- PROBLEM TO SOLVE: The required result is the number of lines below that hold the word "String", stated without anything else.

Segment Start: LISTED ENTRIES

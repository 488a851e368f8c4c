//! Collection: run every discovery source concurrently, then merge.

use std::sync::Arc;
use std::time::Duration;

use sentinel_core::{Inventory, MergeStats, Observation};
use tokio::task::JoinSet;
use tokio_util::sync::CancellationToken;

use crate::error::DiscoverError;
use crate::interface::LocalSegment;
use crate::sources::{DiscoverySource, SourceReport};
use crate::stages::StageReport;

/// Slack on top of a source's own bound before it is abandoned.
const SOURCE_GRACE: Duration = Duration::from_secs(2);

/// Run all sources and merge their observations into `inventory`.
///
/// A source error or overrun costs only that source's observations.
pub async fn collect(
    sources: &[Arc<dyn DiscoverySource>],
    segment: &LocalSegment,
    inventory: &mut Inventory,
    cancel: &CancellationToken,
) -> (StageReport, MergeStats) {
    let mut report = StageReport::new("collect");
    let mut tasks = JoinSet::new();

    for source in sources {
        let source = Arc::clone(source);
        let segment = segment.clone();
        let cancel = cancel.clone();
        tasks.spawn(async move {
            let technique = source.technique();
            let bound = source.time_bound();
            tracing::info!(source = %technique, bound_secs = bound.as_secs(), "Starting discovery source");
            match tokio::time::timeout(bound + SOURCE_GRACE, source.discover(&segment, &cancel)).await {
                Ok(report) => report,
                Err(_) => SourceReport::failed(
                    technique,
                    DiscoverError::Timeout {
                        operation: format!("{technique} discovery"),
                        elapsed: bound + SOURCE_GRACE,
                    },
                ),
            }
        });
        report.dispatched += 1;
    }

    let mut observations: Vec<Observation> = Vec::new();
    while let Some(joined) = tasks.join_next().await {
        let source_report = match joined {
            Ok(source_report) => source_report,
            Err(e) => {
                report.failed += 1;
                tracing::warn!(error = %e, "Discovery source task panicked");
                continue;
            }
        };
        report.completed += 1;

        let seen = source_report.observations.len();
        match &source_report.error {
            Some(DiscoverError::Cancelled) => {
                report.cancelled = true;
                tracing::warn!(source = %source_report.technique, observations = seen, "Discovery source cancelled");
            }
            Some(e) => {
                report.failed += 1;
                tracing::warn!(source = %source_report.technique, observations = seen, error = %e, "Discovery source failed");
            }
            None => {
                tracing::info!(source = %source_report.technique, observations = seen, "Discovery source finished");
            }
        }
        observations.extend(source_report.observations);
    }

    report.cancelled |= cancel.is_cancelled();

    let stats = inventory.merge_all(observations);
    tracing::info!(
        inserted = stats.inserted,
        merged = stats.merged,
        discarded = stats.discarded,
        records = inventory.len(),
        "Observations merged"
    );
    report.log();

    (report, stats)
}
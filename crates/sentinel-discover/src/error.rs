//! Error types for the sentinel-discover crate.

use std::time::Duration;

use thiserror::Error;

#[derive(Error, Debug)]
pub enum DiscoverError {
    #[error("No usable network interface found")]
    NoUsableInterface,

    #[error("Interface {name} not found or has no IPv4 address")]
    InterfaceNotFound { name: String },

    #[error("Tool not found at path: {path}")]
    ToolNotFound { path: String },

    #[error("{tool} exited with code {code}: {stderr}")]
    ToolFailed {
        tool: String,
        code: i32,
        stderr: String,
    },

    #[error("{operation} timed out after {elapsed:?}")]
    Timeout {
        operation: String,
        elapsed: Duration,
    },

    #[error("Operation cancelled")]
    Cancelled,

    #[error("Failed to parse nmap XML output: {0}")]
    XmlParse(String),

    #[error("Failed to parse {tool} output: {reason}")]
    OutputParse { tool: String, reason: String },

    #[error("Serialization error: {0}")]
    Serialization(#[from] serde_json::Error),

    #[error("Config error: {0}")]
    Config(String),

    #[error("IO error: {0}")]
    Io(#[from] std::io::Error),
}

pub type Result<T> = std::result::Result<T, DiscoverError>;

Segment End: LISTED ENTRIES

- OUTPUT FOR THIS EXERCISE: 8